---------- Records for this exercise

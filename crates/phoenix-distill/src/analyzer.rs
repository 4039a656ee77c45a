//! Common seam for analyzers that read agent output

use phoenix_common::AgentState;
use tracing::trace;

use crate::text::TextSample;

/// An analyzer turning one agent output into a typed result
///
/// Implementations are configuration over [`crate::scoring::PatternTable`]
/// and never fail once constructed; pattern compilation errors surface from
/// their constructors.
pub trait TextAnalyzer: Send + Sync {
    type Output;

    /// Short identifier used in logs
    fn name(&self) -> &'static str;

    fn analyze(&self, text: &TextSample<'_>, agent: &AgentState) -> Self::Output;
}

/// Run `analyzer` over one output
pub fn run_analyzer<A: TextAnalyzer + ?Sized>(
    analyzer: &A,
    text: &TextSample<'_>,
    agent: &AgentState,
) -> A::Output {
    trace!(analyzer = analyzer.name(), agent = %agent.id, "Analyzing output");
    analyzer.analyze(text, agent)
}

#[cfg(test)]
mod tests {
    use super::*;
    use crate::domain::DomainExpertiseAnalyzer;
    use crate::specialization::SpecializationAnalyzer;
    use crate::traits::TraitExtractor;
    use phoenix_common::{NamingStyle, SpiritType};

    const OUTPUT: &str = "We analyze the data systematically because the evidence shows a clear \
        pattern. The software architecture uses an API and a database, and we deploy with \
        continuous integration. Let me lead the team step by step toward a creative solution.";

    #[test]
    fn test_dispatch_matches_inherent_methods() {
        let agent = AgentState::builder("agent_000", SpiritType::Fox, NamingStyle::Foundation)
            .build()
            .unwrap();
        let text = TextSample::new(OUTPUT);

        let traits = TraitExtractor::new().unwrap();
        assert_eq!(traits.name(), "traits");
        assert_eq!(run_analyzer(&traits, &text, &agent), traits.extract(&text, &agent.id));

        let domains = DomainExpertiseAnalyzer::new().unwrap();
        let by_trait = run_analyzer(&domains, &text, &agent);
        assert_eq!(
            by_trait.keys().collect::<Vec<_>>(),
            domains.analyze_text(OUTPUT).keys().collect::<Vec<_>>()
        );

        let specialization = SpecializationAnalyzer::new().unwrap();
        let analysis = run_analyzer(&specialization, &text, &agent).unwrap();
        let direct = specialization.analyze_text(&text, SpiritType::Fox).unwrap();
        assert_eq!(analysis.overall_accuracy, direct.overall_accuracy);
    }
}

--------------------
---------- Records for this exercise

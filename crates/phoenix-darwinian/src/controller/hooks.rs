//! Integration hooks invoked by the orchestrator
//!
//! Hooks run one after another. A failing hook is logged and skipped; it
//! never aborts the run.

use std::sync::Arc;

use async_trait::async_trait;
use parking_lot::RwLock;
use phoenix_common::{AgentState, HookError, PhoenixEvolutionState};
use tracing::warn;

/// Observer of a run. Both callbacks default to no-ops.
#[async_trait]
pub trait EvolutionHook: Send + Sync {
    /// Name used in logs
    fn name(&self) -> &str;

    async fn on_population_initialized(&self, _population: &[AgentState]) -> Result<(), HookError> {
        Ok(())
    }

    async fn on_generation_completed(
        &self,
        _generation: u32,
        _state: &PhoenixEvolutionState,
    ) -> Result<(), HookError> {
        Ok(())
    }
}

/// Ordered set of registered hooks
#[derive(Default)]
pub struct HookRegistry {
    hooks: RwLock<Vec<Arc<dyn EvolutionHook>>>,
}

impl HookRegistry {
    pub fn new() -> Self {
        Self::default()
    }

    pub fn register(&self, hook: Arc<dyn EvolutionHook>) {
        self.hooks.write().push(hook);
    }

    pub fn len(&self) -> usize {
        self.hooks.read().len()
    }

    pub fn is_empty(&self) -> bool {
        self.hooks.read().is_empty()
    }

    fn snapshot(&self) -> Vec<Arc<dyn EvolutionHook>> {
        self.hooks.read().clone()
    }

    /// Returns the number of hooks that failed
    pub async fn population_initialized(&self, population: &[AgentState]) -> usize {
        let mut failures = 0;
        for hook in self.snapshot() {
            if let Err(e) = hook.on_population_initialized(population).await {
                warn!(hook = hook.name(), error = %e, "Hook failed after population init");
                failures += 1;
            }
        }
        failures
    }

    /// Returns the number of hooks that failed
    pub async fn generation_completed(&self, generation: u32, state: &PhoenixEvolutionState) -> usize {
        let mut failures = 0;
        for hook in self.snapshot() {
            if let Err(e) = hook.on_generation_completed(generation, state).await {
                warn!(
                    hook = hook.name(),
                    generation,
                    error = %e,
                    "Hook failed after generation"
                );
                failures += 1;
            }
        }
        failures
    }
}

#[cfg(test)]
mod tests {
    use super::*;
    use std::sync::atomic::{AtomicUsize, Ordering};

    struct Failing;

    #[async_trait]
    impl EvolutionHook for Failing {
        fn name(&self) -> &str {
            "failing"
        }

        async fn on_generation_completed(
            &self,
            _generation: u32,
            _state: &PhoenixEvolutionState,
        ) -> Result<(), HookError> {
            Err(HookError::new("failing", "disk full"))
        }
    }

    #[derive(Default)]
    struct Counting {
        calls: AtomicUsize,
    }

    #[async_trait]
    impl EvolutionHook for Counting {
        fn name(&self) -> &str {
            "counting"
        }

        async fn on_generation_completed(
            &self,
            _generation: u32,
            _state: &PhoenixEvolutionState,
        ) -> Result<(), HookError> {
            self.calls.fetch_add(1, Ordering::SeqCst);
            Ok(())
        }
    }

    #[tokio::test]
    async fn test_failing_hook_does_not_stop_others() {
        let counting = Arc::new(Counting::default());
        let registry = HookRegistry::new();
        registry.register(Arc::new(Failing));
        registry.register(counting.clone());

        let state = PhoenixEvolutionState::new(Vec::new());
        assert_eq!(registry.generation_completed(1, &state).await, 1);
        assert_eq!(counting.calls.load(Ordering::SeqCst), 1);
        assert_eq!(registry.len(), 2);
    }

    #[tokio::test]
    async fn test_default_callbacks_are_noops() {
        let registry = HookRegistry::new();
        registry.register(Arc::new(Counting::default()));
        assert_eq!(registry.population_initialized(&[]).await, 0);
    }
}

--------------------

Give back exactly the lines above starting at the line where "filename crates/phoenix-distill/src/analyzer.rs" appears and ending at the line where "fn analyze(&self, text: &TextSample<'_>, agent: &AgentState)" appears, both included, with no other lines.

▶ [Answer area]
filename crates/phoenix-distill/src/analyzer.rs
repository 4039a656ee77c45a
//! Common seam for analyzers that read agent output

use phoenix_common::AgentState;
use tracing::trace;

use crate::text::TextSample;

/// An analyzer turning one agent output into a typed result
///
/// Implementations are configuration over [`crate::scoring::PatternTable`]
/// and never fail once constructed; pattern compilation errors surface from
/// their constructors.
pub trait TextAnalyzer: Send + Sync {
    type Output;

    /// Short identifier used in logs
    fn name(&self) -> &'static str;

    fn analyze(&self, text: &TextSample<'_>, agent: &AgentState) -> Self::Output;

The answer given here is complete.